# THE PROBLEM:
What you give must be exactly the lines of the material from the first through the line that contains "No evaluator is", inclusive, and no others.

# RAW DATA:
+ + +

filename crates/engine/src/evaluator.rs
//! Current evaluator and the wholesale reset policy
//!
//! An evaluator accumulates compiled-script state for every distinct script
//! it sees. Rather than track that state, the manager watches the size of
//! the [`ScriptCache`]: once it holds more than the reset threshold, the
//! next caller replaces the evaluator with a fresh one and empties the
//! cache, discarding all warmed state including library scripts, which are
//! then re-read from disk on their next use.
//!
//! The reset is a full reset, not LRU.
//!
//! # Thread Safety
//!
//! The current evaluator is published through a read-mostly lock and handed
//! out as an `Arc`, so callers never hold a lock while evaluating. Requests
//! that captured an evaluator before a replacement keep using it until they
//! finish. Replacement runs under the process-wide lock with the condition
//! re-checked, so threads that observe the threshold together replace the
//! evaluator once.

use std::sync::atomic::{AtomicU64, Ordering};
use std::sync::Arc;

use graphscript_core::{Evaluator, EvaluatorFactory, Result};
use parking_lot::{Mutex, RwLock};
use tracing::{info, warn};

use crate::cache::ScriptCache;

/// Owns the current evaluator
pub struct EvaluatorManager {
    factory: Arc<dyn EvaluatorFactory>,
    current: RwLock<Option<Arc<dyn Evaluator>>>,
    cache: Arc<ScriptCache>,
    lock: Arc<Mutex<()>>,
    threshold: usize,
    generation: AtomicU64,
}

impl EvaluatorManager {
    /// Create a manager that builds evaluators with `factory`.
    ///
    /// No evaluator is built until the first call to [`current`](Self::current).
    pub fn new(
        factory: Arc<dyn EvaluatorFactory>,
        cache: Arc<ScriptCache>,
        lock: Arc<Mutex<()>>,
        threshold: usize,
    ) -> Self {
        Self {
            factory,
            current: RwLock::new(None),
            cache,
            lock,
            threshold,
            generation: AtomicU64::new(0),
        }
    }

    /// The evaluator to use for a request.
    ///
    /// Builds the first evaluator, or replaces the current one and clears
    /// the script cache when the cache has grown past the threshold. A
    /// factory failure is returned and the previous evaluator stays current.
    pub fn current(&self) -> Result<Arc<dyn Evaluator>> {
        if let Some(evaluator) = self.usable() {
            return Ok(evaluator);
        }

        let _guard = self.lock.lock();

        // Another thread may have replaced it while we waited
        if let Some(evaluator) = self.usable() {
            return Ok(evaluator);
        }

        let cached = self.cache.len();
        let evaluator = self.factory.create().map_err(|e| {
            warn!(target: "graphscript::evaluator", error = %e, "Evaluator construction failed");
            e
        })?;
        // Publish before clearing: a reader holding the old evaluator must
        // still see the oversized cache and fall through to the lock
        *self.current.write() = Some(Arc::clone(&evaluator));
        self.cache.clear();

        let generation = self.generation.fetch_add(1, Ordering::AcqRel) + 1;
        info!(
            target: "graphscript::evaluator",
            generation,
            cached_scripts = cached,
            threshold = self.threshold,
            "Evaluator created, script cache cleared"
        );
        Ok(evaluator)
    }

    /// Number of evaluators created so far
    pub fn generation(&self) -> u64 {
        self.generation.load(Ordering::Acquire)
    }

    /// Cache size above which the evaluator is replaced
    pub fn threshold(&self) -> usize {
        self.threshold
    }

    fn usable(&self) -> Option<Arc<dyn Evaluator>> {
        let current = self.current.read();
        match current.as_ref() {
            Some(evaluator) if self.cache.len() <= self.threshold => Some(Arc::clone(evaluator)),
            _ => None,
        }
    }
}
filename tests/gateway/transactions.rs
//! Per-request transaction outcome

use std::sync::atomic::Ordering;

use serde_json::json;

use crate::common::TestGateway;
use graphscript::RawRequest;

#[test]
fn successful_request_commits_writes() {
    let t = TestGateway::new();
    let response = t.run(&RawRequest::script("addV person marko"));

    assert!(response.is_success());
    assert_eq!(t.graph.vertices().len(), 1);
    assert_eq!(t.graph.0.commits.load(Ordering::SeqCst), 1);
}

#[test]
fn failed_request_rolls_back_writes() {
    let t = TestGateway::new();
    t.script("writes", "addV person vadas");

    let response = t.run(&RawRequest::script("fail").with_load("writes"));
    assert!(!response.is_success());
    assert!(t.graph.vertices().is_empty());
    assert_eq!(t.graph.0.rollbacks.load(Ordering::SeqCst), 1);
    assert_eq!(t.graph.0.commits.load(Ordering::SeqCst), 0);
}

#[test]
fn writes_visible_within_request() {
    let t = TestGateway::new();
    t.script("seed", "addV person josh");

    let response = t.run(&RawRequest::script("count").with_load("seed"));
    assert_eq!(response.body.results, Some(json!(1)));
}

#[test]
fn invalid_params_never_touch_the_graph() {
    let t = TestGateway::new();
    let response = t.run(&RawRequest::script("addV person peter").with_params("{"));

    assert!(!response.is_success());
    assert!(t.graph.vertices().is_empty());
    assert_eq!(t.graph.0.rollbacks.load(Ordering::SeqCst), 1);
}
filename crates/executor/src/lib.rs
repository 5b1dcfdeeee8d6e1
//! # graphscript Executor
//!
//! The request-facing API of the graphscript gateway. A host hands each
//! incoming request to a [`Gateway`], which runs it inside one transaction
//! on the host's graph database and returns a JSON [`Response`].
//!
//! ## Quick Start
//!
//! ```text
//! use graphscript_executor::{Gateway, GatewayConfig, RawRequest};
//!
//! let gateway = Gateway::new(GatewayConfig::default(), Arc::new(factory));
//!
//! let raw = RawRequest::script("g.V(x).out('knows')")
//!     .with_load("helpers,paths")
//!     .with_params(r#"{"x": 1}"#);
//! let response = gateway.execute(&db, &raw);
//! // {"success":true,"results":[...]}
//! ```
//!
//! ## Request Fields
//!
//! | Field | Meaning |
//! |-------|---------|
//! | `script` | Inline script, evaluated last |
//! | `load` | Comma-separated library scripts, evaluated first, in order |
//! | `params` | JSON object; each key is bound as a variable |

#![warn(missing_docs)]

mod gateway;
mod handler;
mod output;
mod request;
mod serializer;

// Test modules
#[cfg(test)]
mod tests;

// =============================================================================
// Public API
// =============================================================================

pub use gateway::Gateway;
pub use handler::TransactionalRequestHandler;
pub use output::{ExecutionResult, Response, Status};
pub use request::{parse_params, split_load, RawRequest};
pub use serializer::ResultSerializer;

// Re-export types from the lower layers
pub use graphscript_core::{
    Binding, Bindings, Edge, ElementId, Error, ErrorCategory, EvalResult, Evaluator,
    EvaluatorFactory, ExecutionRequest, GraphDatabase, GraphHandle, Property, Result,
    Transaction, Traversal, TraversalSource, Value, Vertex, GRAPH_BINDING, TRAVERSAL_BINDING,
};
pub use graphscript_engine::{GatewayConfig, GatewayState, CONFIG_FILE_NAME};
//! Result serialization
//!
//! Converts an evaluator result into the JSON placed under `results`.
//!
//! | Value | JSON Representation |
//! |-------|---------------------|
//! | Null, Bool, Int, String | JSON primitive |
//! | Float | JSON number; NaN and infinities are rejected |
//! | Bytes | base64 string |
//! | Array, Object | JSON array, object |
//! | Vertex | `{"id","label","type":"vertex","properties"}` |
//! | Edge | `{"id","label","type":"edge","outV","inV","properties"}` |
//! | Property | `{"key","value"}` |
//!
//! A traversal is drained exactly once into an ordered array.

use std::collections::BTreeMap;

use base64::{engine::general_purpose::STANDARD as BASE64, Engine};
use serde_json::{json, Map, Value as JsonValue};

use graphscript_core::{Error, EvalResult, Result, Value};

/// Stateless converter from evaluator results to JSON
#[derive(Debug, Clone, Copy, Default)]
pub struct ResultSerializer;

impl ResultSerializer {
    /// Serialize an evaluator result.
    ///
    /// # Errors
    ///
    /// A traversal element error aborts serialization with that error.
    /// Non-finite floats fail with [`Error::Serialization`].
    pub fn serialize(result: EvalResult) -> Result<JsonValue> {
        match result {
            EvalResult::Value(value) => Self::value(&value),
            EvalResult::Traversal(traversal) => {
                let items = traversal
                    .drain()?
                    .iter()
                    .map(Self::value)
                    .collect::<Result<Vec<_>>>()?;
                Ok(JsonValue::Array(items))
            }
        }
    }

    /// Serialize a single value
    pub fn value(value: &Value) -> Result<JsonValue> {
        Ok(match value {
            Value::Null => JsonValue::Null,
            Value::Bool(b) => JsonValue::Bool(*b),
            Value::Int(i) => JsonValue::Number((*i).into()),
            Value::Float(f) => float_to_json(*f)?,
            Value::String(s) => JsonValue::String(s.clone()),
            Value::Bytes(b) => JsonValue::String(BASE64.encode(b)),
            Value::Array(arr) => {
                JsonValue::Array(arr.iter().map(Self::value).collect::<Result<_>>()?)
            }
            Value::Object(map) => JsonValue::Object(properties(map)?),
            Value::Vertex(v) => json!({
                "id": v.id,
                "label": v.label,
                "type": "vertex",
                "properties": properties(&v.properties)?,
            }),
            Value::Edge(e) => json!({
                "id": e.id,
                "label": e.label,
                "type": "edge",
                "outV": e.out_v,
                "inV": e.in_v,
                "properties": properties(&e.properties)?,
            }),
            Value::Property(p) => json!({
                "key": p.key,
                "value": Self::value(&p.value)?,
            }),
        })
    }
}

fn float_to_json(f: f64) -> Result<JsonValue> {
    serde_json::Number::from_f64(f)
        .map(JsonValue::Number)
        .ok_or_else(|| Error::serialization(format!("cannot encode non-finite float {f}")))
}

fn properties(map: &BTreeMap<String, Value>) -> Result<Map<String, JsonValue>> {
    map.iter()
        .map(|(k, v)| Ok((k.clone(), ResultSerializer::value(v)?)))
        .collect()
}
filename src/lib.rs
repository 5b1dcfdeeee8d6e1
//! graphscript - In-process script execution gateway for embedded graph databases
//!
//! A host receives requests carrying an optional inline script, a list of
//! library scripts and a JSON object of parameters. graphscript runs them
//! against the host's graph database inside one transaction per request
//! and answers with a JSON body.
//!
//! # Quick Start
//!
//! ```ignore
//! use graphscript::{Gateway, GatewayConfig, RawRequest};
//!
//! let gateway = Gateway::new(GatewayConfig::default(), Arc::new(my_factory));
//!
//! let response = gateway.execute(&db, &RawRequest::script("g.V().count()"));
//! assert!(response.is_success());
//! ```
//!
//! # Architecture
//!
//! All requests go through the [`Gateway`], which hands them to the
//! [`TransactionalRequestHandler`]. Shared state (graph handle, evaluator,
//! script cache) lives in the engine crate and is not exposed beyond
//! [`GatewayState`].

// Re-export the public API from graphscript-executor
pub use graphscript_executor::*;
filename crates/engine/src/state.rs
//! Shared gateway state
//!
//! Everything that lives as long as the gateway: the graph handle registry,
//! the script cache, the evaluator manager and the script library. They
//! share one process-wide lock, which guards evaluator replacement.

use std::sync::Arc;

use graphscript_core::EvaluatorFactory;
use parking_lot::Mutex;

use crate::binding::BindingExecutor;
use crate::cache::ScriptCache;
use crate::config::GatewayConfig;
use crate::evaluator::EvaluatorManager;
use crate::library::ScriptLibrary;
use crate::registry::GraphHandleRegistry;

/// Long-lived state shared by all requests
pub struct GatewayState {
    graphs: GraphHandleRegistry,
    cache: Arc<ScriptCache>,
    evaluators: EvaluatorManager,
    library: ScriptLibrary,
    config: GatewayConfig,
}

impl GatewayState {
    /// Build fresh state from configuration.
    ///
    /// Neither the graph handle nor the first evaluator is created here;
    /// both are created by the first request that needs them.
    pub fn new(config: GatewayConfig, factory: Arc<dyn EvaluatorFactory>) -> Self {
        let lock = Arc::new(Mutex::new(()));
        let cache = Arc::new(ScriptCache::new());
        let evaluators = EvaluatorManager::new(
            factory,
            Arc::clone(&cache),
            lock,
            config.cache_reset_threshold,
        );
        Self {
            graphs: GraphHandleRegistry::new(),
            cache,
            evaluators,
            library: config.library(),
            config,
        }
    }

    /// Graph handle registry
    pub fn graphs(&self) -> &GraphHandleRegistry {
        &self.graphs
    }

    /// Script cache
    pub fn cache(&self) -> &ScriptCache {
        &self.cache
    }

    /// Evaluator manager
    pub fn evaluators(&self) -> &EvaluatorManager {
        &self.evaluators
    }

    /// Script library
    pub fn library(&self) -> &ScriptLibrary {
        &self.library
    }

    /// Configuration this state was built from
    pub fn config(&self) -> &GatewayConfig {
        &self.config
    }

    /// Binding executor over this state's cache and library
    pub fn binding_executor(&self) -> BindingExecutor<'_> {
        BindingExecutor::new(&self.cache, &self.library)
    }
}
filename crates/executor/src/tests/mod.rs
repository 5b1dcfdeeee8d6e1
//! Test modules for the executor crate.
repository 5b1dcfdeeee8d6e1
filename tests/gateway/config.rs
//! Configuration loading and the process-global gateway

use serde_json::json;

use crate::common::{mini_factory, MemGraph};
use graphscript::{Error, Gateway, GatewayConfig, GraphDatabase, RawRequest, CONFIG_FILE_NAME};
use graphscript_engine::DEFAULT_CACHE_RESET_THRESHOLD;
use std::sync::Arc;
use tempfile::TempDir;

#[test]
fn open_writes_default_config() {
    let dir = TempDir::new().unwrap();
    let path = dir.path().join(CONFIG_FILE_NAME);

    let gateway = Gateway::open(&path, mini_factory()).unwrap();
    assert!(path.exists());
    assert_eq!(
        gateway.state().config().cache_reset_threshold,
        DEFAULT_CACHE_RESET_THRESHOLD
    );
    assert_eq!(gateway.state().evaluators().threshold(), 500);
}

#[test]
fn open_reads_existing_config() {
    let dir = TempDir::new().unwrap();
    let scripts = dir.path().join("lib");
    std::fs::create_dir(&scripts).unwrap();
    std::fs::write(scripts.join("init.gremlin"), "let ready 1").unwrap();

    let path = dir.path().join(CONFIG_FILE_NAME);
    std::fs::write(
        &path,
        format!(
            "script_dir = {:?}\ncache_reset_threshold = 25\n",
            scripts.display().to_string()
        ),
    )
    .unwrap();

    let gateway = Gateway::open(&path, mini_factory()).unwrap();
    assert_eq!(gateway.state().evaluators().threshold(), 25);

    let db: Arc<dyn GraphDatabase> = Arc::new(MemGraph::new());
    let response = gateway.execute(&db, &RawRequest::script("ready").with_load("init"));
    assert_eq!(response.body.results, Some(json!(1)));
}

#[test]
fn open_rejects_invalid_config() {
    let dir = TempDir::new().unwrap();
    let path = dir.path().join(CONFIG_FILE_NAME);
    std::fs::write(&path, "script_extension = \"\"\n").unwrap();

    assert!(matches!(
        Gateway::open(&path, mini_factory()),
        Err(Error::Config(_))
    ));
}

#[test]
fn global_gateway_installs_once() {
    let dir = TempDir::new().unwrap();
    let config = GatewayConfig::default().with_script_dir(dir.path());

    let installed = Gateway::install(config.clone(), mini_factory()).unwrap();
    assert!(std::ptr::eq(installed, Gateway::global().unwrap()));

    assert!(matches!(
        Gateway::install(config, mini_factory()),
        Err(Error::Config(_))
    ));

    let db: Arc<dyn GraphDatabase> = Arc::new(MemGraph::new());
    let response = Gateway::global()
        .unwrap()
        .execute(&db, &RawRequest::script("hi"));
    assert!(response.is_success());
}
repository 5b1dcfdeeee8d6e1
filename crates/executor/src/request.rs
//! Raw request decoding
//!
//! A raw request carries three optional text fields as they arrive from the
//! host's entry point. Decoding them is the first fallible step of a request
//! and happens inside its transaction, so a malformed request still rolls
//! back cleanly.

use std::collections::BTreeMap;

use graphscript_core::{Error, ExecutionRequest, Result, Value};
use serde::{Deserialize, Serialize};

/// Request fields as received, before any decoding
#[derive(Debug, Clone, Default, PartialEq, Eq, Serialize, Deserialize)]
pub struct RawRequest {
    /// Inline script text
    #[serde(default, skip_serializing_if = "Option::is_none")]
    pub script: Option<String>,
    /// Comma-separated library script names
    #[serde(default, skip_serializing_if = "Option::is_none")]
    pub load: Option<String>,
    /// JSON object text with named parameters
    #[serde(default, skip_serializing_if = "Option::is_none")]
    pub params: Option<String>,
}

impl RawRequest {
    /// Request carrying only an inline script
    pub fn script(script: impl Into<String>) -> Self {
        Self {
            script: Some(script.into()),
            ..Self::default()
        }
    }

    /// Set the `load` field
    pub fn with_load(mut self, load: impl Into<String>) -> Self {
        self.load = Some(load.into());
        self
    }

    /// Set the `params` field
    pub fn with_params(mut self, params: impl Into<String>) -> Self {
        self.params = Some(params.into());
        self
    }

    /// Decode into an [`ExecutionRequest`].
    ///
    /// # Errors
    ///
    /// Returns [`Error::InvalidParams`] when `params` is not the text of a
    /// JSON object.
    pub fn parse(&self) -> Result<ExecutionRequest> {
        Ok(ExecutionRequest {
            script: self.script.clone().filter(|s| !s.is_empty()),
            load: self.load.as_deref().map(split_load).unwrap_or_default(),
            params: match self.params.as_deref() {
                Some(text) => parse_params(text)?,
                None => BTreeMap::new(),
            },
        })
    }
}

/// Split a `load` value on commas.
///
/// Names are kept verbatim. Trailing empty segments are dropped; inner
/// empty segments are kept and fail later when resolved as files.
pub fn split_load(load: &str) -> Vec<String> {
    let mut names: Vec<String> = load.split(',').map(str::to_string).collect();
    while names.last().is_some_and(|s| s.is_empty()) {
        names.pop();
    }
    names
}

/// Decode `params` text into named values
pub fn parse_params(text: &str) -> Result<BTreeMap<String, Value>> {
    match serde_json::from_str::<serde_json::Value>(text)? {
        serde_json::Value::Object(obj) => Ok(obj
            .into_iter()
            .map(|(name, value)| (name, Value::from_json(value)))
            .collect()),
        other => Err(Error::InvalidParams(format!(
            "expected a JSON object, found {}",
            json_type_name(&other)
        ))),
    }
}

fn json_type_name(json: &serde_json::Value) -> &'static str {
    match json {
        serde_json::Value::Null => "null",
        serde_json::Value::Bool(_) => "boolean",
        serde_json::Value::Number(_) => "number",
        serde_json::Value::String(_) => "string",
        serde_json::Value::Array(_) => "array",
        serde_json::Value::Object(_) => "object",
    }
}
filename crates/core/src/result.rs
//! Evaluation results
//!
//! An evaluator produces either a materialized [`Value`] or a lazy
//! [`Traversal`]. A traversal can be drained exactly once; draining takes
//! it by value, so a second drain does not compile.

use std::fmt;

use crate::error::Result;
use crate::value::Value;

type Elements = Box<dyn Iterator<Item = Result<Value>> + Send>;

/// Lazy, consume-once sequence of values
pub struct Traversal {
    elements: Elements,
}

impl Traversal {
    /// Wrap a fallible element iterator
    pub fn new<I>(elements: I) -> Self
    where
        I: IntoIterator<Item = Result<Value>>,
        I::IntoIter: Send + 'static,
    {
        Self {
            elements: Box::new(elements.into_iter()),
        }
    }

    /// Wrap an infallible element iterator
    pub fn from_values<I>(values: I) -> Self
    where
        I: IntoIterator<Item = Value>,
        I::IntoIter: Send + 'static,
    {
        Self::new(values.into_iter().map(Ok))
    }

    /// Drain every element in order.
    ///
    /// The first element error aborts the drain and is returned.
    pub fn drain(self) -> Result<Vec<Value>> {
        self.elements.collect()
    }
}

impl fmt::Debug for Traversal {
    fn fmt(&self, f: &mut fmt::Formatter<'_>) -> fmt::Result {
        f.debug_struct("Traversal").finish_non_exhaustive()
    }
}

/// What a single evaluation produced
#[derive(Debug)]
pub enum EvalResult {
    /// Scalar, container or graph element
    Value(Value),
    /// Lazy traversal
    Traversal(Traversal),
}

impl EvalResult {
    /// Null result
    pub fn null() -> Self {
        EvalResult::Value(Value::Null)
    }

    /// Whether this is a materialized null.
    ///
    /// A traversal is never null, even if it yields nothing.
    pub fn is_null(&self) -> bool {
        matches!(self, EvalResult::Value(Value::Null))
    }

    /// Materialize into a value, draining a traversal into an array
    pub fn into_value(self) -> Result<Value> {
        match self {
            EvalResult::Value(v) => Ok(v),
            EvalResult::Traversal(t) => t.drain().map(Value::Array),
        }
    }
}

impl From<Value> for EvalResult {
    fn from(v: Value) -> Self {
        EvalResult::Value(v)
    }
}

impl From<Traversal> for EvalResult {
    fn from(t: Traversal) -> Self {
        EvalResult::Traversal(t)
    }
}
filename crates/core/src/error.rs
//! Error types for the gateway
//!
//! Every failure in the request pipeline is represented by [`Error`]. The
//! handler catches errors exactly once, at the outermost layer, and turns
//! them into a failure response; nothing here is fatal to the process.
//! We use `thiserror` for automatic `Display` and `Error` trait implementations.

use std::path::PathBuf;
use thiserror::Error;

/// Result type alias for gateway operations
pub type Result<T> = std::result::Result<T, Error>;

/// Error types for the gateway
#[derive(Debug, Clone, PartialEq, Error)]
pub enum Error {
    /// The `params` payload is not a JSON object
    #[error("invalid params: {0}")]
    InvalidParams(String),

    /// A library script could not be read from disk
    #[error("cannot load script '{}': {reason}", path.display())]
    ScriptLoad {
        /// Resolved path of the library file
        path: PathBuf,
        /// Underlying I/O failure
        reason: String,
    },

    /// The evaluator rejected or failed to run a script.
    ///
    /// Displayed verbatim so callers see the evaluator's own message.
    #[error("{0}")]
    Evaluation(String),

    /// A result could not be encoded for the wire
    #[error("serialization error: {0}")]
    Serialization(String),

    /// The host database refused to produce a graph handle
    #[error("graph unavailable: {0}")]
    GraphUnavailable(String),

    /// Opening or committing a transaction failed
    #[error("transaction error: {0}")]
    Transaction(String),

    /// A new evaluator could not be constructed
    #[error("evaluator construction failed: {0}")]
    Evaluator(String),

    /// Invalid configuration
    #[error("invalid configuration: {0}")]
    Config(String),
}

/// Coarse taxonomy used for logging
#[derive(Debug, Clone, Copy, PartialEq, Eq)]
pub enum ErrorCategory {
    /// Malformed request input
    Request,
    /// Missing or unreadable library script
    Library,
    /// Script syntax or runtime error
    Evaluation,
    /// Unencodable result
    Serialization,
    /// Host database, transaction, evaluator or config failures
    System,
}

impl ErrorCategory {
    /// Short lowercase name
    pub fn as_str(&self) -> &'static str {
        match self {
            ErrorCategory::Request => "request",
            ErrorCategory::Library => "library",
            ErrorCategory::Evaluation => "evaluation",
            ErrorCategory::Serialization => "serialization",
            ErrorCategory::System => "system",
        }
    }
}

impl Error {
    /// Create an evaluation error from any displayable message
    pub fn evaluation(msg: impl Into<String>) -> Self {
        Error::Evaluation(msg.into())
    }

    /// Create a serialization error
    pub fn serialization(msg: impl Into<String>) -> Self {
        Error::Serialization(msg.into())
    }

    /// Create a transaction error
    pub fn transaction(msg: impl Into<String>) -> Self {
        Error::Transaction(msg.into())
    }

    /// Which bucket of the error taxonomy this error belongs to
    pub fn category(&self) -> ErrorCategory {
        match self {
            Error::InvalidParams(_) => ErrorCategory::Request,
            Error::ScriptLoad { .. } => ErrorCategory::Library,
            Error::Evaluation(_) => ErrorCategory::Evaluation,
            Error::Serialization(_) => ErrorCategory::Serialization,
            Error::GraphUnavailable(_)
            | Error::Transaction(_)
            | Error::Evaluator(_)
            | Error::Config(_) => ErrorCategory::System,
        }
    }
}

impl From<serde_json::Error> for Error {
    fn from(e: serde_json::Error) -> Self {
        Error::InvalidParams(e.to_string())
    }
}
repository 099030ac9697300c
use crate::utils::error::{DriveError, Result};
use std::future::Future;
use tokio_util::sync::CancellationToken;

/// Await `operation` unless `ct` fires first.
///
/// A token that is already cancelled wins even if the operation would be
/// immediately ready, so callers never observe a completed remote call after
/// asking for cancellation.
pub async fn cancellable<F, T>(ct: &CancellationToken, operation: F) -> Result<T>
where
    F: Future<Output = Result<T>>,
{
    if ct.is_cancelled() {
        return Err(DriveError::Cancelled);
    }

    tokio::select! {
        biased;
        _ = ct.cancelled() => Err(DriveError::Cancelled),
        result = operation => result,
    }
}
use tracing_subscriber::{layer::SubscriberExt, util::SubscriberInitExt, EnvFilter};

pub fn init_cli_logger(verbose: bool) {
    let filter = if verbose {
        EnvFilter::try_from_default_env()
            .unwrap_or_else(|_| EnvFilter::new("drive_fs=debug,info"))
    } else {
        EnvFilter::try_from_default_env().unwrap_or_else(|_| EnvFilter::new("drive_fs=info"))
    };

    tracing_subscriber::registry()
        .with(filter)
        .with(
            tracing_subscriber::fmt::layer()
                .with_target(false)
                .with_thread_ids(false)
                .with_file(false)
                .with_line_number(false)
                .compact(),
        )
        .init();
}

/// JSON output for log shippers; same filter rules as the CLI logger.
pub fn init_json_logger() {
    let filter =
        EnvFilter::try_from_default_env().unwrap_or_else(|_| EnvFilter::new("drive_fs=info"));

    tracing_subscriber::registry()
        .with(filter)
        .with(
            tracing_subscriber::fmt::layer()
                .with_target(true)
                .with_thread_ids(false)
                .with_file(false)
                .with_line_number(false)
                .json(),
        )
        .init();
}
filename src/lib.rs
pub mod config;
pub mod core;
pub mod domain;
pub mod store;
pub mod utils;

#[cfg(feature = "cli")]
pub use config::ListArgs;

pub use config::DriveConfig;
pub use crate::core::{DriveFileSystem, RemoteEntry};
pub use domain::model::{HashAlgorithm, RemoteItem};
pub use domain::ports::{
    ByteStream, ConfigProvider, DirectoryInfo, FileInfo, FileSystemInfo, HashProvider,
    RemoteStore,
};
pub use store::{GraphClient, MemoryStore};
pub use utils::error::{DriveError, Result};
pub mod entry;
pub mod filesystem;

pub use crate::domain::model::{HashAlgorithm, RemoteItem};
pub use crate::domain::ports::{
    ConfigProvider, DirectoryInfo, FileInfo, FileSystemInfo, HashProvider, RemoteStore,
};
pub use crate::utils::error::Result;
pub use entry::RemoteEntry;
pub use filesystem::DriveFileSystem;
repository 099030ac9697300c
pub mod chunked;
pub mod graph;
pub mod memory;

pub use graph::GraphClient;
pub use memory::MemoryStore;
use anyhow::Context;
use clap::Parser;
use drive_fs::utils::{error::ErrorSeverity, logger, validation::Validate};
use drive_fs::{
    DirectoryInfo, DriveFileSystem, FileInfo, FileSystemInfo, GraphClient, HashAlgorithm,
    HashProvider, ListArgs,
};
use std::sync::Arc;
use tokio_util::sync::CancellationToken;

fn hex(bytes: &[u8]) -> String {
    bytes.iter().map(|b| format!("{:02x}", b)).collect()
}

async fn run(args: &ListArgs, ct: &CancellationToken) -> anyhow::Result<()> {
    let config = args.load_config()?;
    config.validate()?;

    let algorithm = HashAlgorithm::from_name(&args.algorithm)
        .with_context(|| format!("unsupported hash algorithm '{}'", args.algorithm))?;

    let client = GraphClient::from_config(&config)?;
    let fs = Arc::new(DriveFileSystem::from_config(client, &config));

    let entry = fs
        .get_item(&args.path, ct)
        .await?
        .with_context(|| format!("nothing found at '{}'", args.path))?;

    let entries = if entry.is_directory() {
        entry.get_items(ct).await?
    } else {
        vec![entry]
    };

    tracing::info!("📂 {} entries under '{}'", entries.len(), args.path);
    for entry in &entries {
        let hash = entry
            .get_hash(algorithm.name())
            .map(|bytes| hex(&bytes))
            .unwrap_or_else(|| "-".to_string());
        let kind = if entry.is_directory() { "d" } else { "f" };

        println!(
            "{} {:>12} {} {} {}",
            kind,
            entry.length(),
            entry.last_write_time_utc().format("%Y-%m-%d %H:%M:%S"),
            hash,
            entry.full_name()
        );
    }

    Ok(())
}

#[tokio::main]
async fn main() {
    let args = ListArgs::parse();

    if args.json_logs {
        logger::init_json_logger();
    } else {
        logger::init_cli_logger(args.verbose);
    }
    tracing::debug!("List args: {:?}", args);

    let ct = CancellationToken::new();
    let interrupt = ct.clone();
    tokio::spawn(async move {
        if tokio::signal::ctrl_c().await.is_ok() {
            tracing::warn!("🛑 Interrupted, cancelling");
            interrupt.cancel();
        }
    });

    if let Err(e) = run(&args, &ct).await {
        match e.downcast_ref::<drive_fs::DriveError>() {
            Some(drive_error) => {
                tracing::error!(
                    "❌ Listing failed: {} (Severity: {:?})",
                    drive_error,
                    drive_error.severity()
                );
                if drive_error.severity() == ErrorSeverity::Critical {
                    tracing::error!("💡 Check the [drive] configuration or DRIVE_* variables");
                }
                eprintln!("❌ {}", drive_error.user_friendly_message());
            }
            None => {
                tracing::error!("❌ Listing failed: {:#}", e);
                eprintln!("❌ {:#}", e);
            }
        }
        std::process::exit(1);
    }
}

+ + +

# SOLUTION FOR THIS TASK:
filename crates/engine/src/evaluator.rs
//! Current evaluator and the wholesale reset policy
//!
//! An evaluator accumulates compiled-script state for every distinct script
//! it sees. Rather than track that state, the manager watches the size of
//! the [`ScriptCache`]: once it holds more than the reset threshold, the
//! next caller replaces the evaluator with a fresh one and empties the
//! cache, discarding all warmed state including library scripts, which are
//! then re-read from disk on their next use.
//!
//! The reset is a full reset, not LRU.
//!
//! # Thread Safety
//!
//! The current evaluator is published through a read-mostly lock and handed
//! out as an `Arc`, so callers never hold a lock while evaluating. Requests
//! that captured an evaluator before a replacement keep using it until they
//! finish. Replacement runs under the process-wide lock with the condition
//! re-checked, so threads that observe the threshold together replace the
//! evaluator once.

use std::sync::atomic::{AtomicU64, Ordering};
use std::sync::Arc;

use graphscript_core::{Evaluator, EvaluatorFactory, Result};
use parking_lot::{Mutex, RwLock};
use tracing::{info, warn};

use crate::cache::ScriptCache;

/// Owns the current evaluator
pub struct EvaluatorManager {
    factory: Arc<dyn EvaluatorFactory>,
    current: RwLock<Option<Arc<dyn Evaluator>>>,
    cache: Arc<ScriptCache>,
    lock: Arc<Mutex<()>>,
    threshold: usize,
    generation: AtomicU64,
}

impl EvaluatorManager {
    /// Create a manager that builds evaluators with `factory`.
    ///
    /// No evaluator is built until the first call to [`current`](Self::current).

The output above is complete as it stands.